_The task_: What lines in the following entries hold the word "struct"? Copy each one.

--- Material provided ---

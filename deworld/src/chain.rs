//! Chain identifiers and chain metadata.
//!
//! Wallet providers report the active chain as a `0x`-prefixed hexadecimal
//! string (`eth_chainId`). [`ChainId`] parses and renders that form while
//! comparing numerically, and [`ChainMetadata`] carries everything a wallet
//! needs to add an unrecognized chain (`wallet_addEthereumChain`).

use std::fmt;
use std::str::FromStr;

use alloy_primitives::TxHash;
use serde::{Deserialize, Deserializer, Serialize, Serializer};

/// An EIP-155 chain identifier, rendered in hexadecimal (e.g. `0x12c`).
#[derive(Debug, Clone, Copy, PartialEq, Eq, Hash, PartialOrd, Ord)]
pub struct ChainId(u64);

impl ChainId {
    /// Creates a chain ID from its numeric value.
    #[must_use]
    pub const fn new(id: u64) -> Self {
        Self(id)
    }

    /// Returns the numeric value.
    #[must_use]
    pub const fn as_u64(self) -> u64 {
        self.0
    }
}

impl From<u64> for ChainId {
    fn from(id: u64) -> Self {
        Self(id)
    }
}

impl From<ChainId> for u64 {
    fn from(id: ChainId) -> Self {
        id.0
    }
}

impl fmt::Display for ChainId {
    fn fmt(&self, f: &mut fmt::Formatter<'_>) -> fmt::Result {
        write!(f, "{:#x}", self.0)
    }
}

/// Error returned when a chain ID string is not `0x`-prefixed hex.
#[derive(Debug, Clone, PartialEq, Eq, thiserror::Error)]
#[error("invalid chain id {0:?}: expected 0x-prefixed hexadecimal")]
pub struct ChainIdParseError(String);

impl FromStr for ChainId {
    type Err = ChainIdParseError;

    fn from_str(s: &str) -> Result<Self, Self::Err> {
        let digits = s
            .strip_prefix("0x")
            .or_else(|| s.strip_prefix("0X"))
            .ok_or_else(|| ChainIdParseError(s.to_owned()))?;
        u64::from_str_radix(digits, 16)
            .map(Self)
            .map_err(|_| ChainIdParseError(s.to_owned()))
    }
}

impl Serialize for ChainId {
    fn serialize<S: Serializer>(&self, serializer: S) -> Result<S::Ok, S::Error> {
        serializer.collect_str(self)
    }
}

impl<'de> Deserialize<'de> for ChainId {
    fn deserialize<D: Deserializer<'de>>(deserializer: D) -> Result<Self, D::Error> {
        let s = String::deserialize(deserializer)?;
        s.parse().map_err(serde::de::Error::custom)
    }
}

/// Native currency of a chain, as passed to `wallet_addEthereumChain`.
#[derive(Debug, Clone, PartialEq, Eq, Serialize, Deserialize)]
pub struct NativeCurrency {
    /// Currency name (e.g. `"ETH"`).
    pub name: String,
    /// Ticker symbol.
    pub symbol: String,
    /// Decimals of the smallest unit (18 for ETH).
    pub decimals: u8,
}

/// Chain parameters a wallet needs to add and switch to a chain.
///
/// Serializes to the `AddEthereumChainParameter` shape of EIP-3085.
#[derive(Debug, Clone, PartialEq, Eq, Serialize, Deserialize)]
#[serde(rename_all = "camelCase")]
pub struct ChainMetadata {
    /// Chain identifier.
    pub chain_id: ChainId,
    /// Human-readable chain name.
    pub chain_name: String,
    /// Native gas currency.
    pub native_currency: NativeCurrency,
    /// JSON-RPC endpoints, in preference order.
    pub rpc_urls: Vec<String>,
    /// Block explorer base URLs.
    #[serde(default)]
    pub block_explorer_urls: Vec<String>,
}

impl ChainMetadata {
    /// Returns the explorer link for a transaction, if an explorer is configured.
    #[must_use]
    pub fn explorer_tx_url(&self, tx_hash: &TxHash) -> Option<String> {
        self.block_explorer_urls
            .first()
            .map(|base| format!("{}/tx/{tx_hash}", base.trim_end_matches('/')))
    }
}

/// Whether the wallet's active chain is the required one.
#[derive(Debug, Clone, Copy, PartialEq, Eq)]
pub struct NetworkStatus {
    /// The chain the marketplace contracts live on.
    pub required: ChainId,
    /// The chain last reported by the wallet, if it has been read.
    pub observed: Option<ChainId>,
}

impl NetworkStatus {
    /// Status before the wallet has been asked for its chain.
    #[must_use]
    pub const fn unknown(required: ChainId) -> Self {
        Self {
            required,
            observed: None,
        }
    }

    /// Status after observing `chain`.
    #[must_use]
    pub const fn observed(required: ChainId, chain: ChainId) -> Self {
        Self {
            required,
            observed: Some(chain),
        }
    }

    /// `true` iff the observed chain equals the required chain.
    #[must_use]
    pub fn is_correct(&self) -> bool {
        self.observed == Some(self.required)
    }

    /// `true` when a chain was observed and it is the wrong one, the state in
    /// which a switch affordance should be offered.
    #[must_use]
    pub fn needs_switch(&self) -> bool {
        self.observed.is_some() && !self.is_correct()
    }
}
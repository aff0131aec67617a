//! Marketplace entities, as mirrored by the indexing service.
//!
//! Products and purchases are read-only here. The indexing service reports
//! big integers as decimal strings; counters are accepted either as strings
//! or as plain numbers.

use std::fmt;

use alloy_primitives::{Address, U256};
use serde::{Deserialize, Serialize};
use serde_with::{DisplayFromStr, PickFirst, serde_as};

use crate::amount::{AmountError, checked_total};

/// Image shown when a product has no usable image reference.
pub const DEFAULT_PRODUCT_IMAGE: &str = "/mega.avif";

/// A sellable item listed under a marketplace grouping ("planet").
#[serde_as]
#[derive(Debug, Clone, PartialEq, Eq, Serialize, Deserialize)]
#[serde(rename_all = "camelCase")]
pub struct Product {
    /// On-chain product identifier.
    #[serde_as(as = "DisplayFromStr")]
    pub id: U256,
    /// Display name.
    pub name: String,
    /// Unit price in the stablecoin's smallest unit.
    #[serde_as(as = "DisplayFromStr")]
    pub price: U256,
    /// Units listed.
    #[serde_as(as = "PickFirst<(DisplayFromStr, _)>")]
    pub quantity: u64,
    /// Units already sold.
    #[serde(default)]
    #[serde_as(as = "PickFirst<(DisplayFromStr, _)>")]
    pub sales: u64,
    /// Listing seller.
    #[serde(default)]
    pub seller: Option<Address>,
    /// Image reference as stored by the seller.
    #[serde(default)]
    pub product_image: Option<String>,
}

impl Product {
    /// Units still available, `quantity - sales`, never negative.
    #[must_use]
    pub const fn available(&self) -> u64 {
        self.quantity.saturating_sub(self.sales)
    }

    /// `true` if `quantity` units can be bought right now.
    #[must_use]
    pub const fn is_purchasable(&self, quantity: u64) -> bool {
        quantity > 0 && quantity <= self.available()
    }

    /// The image to display: the stored reference when it is an `https://`
    /// URL, otherwise [`DEFAULT_PRODUCT_IMAGE`].
    #[must_use]
    pub fn image_url(&self) -> &str {
        self.product_image
            .as_deref()
            .filter(|url| url.starts_with("https://"))
            .unwrap_or(DEFAULT_PRODUCT_IMAGE)
    }

    /// `price × quantity`.
    ///
    /// # Errors
    ///
    /// Returns [`AmountError::Overflow`] if the total exceeds 256 bits.
    pub fn total(&self, quantity: u64) -> Result<U256, AmountError> {
        checked_total(self.price, quantity)
    }
}

/// The single status label shown for a purchase.
#[derive(Debug, Clone, Copy, PartialEq, Eq, Hash, Serialize, Deserialize)]
pub enum PurchaseStatus {
    /// The buyer confirmed delivery.
    Delivered,
    /// The escrow was refunded to the buyer.
    Refunded,
    /// The escrow was released to the seller.
    Released,
    /// Paid and held in escrow.
    Paid,
}

impl fmt::Display for PurchaseStatus {
    fn fmt(&self, f: &mut fmt::Formatter<'_>) -> fmt::Result {
        f.write_str(match self {
            Self::Delivered => "Delivered",
            Self::Refunded => "Refunded",
            Self::Released => "Released",
            Self::Paid => "Paid",
        })
    }
}

/// A purchase recorded by the marketplace contract.
#[serde_as]
#[derive(Debug, Clone, PartialEq, Eq, Serialize, Deserialize)]
#[serde(rename_all = "camelCase")]
pub struct Purchase {
    /// Purchase identifier, increasing with time.
    #[serde_as(as = "DisplayFromStr")]
    pub id: U256,
    /// Units bought.
    #[serde_as(as = "PickFirst<(DisplayFromStr, _)>")]
    pub amount: u64,
    /// Delivery confirmed.
    #[serde(default)]
    pub is_delivered: bool,
    /// Escrow refunded.
    #[serde(default)]
    pub is_refunded: bool,
    /// Escrow released.
    #[serde(default)]
    pub is_released: bool,
    /// Block timestamp, in seconds since the Unix epoch.
    #[serde(default)]
    #[serde_as(as = "Option<PickFirst<(DisplayFromStr, _)>>")]
    pub timestamp: Option<u64>,
    /// The product bought.
    pub product: Product,
    /// Buyer, when the query selects it.
    #[serde(default)]
    pub buyer: Option<Address>,
}

impl Purchase {
    /// Highest-priority status: Delivered, then Refunded, then Released, then Paid.
    #[must_use]
    pub const fn status(&self) -> PurchaseStatus {
        if self.is_delivered {
            PurchaseStatus::Delivered
        } else if self.is_refunded {
            PurchaseStatus::Refunded
        } else if self.is_released {
            PurchaseStatus::Released
        } else {
            PurchaseStatus::Paid
        }
    }

    /// Amount paid, `product.price × amount`.
    ///
    /// # Errors
    ///
    /// Returns [`AmountError::Overflow`] if the total exceeds 256 bits.
    pub fn total(&self) -> Result<U256, AmountError> {
        self.product.total(self.amount)
    }
}
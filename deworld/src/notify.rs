//! User-visible, non-blocking notices.
//!
//! Every operation boundary (connect, switch, balance fetch, purchase,
//! history query) reports its outcome as a [`Notice`] rather than failing
//! the process. Long-running operations first emit a
//! [`NoticeLevel::Loading`] notice and later resolve it by reusing the same
//! [`NoticeId`].

use std::fmt;
use std::sync::Arc;
use std::sync::atomic::{AtomicU64, Ordering};

/// Correlates a loading notice with the notice that resolves it.
#[derive(Debug, Clone, Copy, PartialEq, Eq, Hash)]
pub struct NoticeId(u64);

impl NoticeId {
    /// Allocates a process-unique notice id.
    #[must_use]
    pub fn next() -> Self {
        static NEXT: AtomicU64 = AtomicU64::new(1);
        Self(NEXT.fetch_add(1, Ordering::Relaxed))
    }
}

impl fmt::Display for NoticeId {
    fn fmt(&self, f: &mut fmt::Formatter<'_>) -> fmt::Result {
        write!(f, "#{}", self.0)
    }
}

/// Severity of a notice.
#[derive(Debug, Clone, Copy, PartialEq, Eq, Hash)]
pub enum NoticeLevel {
    /// Informational.
    Info,
    /// An operation is in flight.
    Loading,
    /// An operation completed.
    Success,
    /// An operation failed; the session keeps its prior state.
    Error,
}

/// A single notification for the user.
#[derive(Debug, Clone, PartialEq, Eq)]
pub struct Notice {
    /// Correlation id.
    pub id: NoticeId,
    /// Severity.
    pub level: NoticeLevel,
    /// Human-readable text.
    pub message: String,
}

impl Notice {
    fn with_level(level: NoticeLevel, message: impl Into<String>) -> Self {
        Self {
            id: NoticeId::next(),
            level,
            message: message.into(),
        }
    }

    /// Creates an informational notice.
    #[must_use]
    pub fn info(message: impl Into<String>) -> Self {
        Self::with_level(NoticeLevel::Info, message)
    }

    /// Creates a loading notice.
    #[must_use]
    pub fn loading(message: impl Into<String>) -> Self {
        Self::with_level(NoticeLevel::Loading, message)
    }

    /// Creates a success notice.
    #[must_use]
    pub fn success(message: impl Into<String>) -> Self {
        Self::with_level(NoticeLevel::Success, message)
    }

    /// Creates an error notice.
    #[must_use]
    pub fn error(message: impl Into<String>) -> Self {
        Self::with_level(NoticeLevel::Error, message)
    }

    /// Re-targets this notice at an earlier one, replacing it.
    #[must_use]
    pub const fn replacing(mut self, id: NoticeId) -> Self {
        self.id = id;
        self
    }
}

/// Sink for notices. Implementations must not block.
pub trait Notifier: Send + Sync {
    /// Delivers a notice.
    fn notify(&self, notice: Notice);
}

impl<T: Notifier + ?Sized> Notifier for Arc<T> {
    fn notify(&self, notice: Notice) {
        (**self).notify(notice);
    }
}

/// Forwards notices to `tracing` events.
#[cfg(feature = "telemetry")]
#[derive(Debug, Clone, Copy, Default)]
pub struct TracingNotifier;

#[cfg(feature = "telemetry")]
impl Notifier for TracingNotifier {
    fn notify(&self, notice: Notice) {
        match notice.level {
            NoticeLevel::Info | NoticeLevel::Loading | NoticeLevel::Success => {
                tracing::info!(id = %notice.id, level = ?notice.level, "{}", notice.message);
            }
            NoticeLevel::Error => {
                tracing::warn!(id = %notice.id, "{}", notice.message);
            }
        }
    }
}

---

_Answer section_:
pub struct ChainId(u64);
pub struct ChainIdParseError(String);
pub struct NativeCurrency {
pub struct ChainMetadata {
pub struct NetworkStatus {
pub struct Product {
pub struct Purchase {
pub struct NoticeId(u64);
pub struct Notice {
pub struct TracingNotifier;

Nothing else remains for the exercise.